▸ TASK OBJECTIVE
Go through the data and report each line that holds the string "static".

▸ DATASET RECORDS
= Beginning of Section =
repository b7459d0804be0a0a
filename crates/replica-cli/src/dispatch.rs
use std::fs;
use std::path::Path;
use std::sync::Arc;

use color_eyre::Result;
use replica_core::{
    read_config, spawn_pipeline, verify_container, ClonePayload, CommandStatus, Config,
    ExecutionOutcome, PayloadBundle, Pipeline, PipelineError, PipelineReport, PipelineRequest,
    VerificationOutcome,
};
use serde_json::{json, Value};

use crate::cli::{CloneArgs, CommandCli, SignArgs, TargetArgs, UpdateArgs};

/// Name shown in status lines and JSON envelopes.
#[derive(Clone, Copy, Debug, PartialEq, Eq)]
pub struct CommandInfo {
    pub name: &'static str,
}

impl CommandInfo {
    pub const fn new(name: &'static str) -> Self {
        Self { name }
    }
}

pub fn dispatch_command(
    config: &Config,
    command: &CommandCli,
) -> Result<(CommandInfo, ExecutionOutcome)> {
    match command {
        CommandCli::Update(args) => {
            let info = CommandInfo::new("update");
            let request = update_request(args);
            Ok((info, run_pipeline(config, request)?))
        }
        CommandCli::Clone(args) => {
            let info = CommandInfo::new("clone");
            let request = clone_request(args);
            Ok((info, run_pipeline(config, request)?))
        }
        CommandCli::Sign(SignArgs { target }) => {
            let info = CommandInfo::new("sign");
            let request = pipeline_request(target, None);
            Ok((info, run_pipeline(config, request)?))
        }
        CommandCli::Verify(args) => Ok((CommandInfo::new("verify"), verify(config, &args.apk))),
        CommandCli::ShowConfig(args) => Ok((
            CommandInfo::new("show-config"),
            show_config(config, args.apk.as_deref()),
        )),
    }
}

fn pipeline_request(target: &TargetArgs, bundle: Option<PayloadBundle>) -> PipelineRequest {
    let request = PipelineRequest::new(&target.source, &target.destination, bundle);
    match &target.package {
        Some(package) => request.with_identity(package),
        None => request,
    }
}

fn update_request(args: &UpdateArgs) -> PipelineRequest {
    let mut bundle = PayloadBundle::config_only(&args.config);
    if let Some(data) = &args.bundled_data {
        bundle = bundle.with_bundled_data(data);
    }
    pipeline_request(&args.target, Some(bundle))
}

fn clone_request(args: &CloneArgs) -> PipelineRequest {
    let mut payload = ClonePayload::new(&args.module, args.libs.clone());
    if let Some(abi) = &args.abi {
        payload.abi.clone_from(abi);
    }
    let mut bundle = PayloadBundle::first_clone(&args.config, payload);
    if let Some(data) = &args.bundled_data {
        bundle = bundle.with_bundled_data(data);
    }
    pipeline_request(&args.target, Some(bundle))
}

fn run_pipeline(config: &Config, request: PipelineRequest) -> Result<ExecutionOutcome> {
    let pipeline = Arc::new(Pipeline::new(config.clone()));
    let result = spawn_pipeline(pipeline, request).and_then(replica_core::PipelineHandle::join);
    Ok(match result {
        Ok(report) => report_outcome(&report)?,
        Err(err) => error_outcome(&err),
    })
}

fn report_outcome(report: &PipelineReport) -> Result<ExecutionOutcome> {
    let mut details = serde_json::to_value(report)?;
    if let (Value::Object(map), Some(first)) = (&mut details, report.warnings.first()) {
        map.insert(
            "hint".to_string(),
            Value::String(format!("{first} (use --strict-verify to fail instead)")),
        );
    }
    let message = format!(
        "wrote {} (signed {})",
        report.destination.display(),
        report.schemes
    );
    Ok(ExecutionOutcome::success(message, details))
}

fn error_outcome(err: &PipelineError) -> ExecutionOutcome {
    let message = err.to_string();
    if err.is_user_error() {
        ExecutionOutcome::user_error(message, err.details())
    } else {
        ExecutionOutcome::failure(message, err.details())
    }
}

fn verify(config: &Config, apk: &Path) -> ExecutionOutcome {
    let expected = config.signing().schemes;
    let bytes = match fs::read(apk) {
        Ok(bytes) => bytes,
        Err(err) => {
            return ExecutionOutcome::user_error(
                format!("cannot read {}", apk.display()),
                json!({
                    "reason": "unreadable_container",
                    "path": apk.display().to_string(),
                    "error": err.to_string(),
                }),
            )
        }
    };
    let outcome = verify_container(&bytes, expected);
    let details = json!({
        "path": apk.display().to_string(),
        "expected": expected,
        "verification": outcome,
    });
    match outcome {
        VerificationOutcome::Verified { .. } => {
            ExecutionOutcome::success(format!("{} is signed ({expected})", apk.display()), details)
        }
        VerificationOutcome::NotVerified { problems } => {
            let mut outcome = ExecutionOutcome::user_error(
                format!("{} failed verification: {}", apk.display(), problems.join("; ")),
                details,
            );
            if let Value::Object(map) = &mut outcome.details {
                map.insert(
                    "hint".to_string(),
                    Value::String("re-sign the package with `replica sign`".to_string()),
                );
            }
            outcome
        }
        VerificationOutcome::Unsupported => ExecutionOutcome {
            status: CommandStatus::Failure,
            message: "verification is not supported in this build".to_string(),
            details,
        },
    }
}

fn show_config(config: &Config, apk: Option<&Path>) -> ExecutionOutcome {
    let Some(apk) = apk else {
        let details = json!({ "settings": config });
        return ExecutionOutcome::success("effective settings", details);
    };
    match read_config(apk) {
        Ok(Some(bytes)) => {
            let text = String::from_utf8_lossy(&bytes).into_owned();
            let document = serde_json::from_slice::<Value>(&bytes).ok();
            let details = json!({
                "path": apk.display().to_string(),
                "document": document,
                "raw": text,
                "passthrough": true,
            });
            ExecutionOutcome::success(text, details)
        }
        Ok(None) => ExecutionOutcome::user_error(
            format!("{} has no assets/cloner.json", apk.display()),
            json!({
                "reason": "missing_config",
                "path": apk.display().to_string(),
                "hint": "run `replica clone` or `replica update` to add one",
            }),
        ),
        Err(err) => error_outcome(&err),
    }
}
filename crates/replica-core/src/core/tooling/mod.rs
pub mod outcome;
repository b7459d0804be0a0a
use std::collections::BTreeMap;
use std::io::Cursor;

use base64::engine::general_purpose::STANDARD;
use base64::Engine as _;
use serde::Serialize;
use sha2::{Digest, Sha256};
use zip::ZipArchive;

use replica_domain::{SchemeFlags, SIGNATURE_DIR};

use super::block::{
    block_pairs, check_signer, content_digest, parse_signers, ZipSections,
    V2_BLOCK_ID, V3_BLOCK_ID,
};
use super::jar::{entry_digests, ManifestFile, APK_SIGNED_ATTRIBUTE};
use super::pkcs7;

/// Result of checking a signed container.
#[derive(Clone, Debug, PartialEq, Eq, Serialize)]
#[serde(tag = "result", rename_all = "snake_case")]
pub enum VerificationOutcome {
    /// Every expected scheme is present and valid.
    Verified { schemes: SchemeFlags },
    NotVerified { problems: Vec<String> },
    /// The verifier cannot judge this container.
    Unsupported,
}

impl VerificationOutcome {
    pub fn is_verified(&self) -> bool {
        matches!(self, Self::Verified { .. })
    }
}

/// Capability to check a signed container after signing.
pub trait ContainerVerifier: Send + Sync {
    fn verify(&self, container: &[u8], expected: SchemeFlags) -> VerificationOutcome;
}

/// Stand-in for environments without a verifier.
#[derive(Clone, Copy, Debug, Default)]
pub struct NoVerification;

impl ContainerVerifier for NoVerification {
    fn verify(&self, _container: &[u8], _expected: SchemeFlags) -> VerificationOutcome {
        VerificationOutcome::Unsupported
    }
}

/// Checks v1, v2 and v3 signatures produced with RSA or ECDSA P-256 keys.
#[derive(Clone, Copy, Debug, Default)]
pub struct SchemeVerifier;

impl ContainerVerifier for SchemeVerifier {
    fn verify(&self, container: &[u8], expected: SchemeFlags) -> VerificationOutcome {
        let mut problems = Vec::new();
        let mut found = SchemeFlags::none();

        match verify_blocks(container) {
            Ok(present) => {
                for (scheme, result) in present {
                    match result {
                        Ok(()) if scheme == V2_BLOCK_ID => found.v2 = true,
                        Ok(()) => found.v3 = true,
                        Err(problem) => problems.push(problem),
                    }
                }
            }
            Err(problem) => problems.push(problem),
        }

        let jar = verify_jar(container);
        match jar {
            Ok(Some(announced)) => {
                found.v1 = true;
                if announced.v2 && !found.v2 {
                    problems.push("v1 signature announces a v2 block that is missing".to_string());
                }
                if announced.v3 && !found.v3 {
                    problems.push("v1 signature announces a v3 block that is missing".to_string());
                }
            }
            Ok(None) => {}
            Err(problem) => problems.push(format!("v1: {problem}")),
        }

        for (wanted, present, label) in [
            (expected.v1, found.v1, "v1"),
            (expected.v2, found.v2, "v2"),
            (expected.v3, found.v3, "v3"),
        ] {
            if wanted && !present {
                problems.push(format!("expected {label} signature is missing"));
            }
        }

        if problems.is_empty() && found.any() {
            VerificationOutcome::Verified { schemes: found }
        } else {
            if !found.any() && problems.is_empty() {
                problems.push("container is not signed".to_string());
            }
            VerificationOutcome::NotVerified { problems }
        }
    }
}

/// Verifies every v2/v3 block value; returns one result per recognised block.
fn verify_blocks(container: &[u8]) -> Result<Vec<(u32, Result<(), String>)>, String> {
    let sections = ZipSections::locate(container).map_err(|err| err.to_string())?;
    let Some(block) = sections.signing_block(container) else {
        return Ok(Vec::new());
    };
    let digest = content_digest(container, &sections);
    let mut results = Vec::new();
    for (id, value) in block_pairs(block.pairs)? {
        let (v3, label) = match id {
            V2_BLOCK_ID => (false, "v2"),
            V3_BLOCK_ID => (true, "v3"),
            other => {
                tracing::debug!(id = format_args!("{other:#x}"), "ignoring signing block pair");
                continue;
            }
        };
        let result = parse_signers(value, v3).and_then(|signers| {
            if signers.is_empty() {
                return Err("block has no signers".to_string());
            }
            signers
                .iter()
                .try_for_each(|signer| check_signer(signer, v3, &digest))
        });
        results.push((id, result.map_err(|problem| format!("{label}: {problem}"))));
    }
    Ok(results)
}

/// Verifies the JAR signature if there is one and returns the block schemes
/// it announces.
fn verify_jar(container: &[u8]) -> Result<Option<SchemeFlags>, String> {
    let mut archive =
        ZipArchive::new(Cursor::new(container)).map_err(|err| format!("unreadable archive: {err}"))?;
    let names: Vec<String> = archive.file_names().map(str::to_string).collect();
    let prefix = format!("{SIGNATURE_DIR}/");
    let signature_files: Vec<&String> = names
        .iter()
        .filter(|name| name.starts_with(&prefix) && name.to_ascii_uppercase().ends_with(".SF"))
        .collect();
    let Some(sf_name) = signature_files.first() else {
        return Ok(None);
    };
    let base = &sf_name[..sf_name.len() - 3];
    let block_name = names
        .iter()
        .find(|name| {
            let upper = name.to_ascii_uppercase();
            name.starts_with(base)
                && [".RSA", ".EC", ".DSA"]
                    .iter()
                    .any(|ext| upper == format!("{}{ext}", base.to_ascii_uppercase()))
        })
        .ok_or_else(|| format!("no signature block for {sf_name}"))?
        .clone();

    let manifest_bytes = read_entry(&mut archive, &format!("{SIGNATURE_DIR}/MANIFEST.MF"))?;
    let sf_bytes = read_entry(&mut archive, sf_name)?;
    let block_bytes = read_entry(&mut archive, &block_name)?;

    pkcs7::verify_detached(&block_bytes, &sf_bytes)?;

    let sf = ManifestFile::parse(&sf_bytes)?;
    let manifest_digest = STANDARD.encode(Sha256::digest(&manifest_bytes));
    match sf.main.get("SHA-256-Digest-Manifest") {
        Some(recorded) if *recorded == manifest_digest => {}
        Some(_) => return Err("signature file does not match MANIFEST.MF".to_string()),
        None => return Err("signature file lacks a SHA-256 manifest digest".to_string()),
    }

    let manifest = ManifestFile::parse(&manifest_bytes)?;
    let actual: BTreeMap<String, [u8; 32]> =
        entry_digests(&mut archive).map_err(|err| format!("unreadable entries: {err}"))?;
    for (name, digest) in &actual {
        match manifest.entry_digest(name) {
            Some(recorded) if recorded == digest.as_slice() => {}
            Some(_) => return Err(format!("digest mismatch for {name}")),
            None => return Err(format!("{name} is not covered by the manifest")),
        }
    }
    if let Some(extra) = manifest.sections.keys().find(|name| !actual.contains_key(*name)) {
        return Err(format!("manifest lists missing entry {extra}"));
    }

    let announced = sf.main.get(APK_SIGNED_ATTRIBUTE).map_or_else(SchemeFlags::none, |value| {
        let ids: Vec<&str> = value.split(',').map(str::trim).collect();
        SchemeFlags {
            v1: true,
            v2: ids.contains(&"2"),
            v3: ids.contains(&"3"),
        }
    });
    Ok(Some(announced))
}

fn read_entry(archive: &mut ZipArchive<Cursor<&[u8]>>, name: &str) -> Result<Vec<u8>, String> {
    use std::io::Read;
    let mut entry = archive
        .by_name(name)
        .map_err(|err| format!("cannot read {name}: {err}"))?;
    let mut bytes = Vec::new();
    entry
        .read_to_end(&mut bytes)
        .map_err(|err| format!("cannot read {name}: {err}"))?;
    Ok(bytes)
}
= End of Section =
▸ EXERCISE SOLUTION
    pub name: &'static str,
    pub const fn new(name: &'static str) -> Self {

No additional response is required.